--- Listed entries ---

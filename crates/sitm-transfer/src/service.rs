//! Single entry point for every transfer operation.

use std::path::Path;
use std::sync::Arc;

use crate::archive::ArchiveExtractor;
use crate::cancel::CancelFlag;
use crate::config::TransferConfig;
use crate::copy::CopyEngine;
use crate::downloader::FileDownloader;
use crate::http::HttpClient;
use crate::permissions;
use crate::progress::ProgressSink;
use crate::shell::{self, Launcher, SystemLauncher};
use crate::Result;

/// Delegates to the copy engine, downloader, extractor and OS helpers.
///
/// Holds no per-operation state, so independent calls may run concurrently.
pub struct TransferService {
    copier: CopyEngine,
    downloader: FileDownloader,
    launcher: Arc<dyn Launcher>,
}

impl TransferService {
    /// Build the stock service from configuration
    pub fn from_config(config: &TransferConfig) -> Result<Self> {
        let http_client = Arc::new(HttpClient::with_config(config.http_client_config())?);

        Ok(Self::with_parts(
            CopyEngine::with_buffers(config.copy_buffer_size, config.file_copy_buffer_size),
            FileDownloader::new(
                http_client,
                &config.mirror_api_url,
                config.cloud_mirror_marker.clone(),
            ),
            Arc::new(SystemLauncher),
        ))
    }

    pub fn with_parts(
        copier: CopyEngine,
        downloader: FileDownloader,
        launcher: Arc<dyn Launcher>,
    ) -> Self {
        Self {
            copier,
            downloader,
            launcher,
        }
    }

    pub async fn copy_directory(
        &self,
        source: &Path,
        destination: &Path,
        progress: Option<&dyn ProgressSink>,
    ) -> Result<()> {
        self.copier.copy_directory(source, destination, progress).await
    }

    pub async fn copy_file(
        &self,
        source: &Path,
        destination: &Path,
        cancel: Option<&CancelFlag>,
    ) -> Result<()> {
        self.copier.copy_file(source, destination, cancel).await
    }

    /// Returns `false` when the download failed; the reason is logged.
    pub async fn download_file(
        &self,
        file_name: &str,
        dest_dir: &Path,
        url: &str,
        progress: Option<&dyn ProgressSink>,
    ) -> bool {
        self.downloader.download(file_name, dest_dir, url, progress).await
    }

    pub async fn extract_archive(
        &self,
        archive_path: &Path,
        dest_dir: &Path,
        progress: Option<&dyn ProgressSink>,
    ) -> Result<()> {
        ArchiveExtractor::extract(archive_path, dest_dir, progress).await
    }

    pub async fn open_directory(&self, path: &Path) -> Result<()> {
        shell::open_directory(self.launcher.as_ref(), path).await
    }

    pub async fn open_file(&self, path: &Path) -> Result<()> {
        shell::open_file(self.launcher.as_ref(), path).await
    }

    pub async fn set_executable(&self, path: &Path) -> Result<()> {
        permissions::set_executable(path).await
    }

    pub fn downloader(&self) -> &FileDownloader {
        &self.downloader
    }
}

---

- Exercise details -
Search the data for "permissions". Copy each line that has it.

- Answer section -
use crate::permissions;
        permissions::set_executable(path).await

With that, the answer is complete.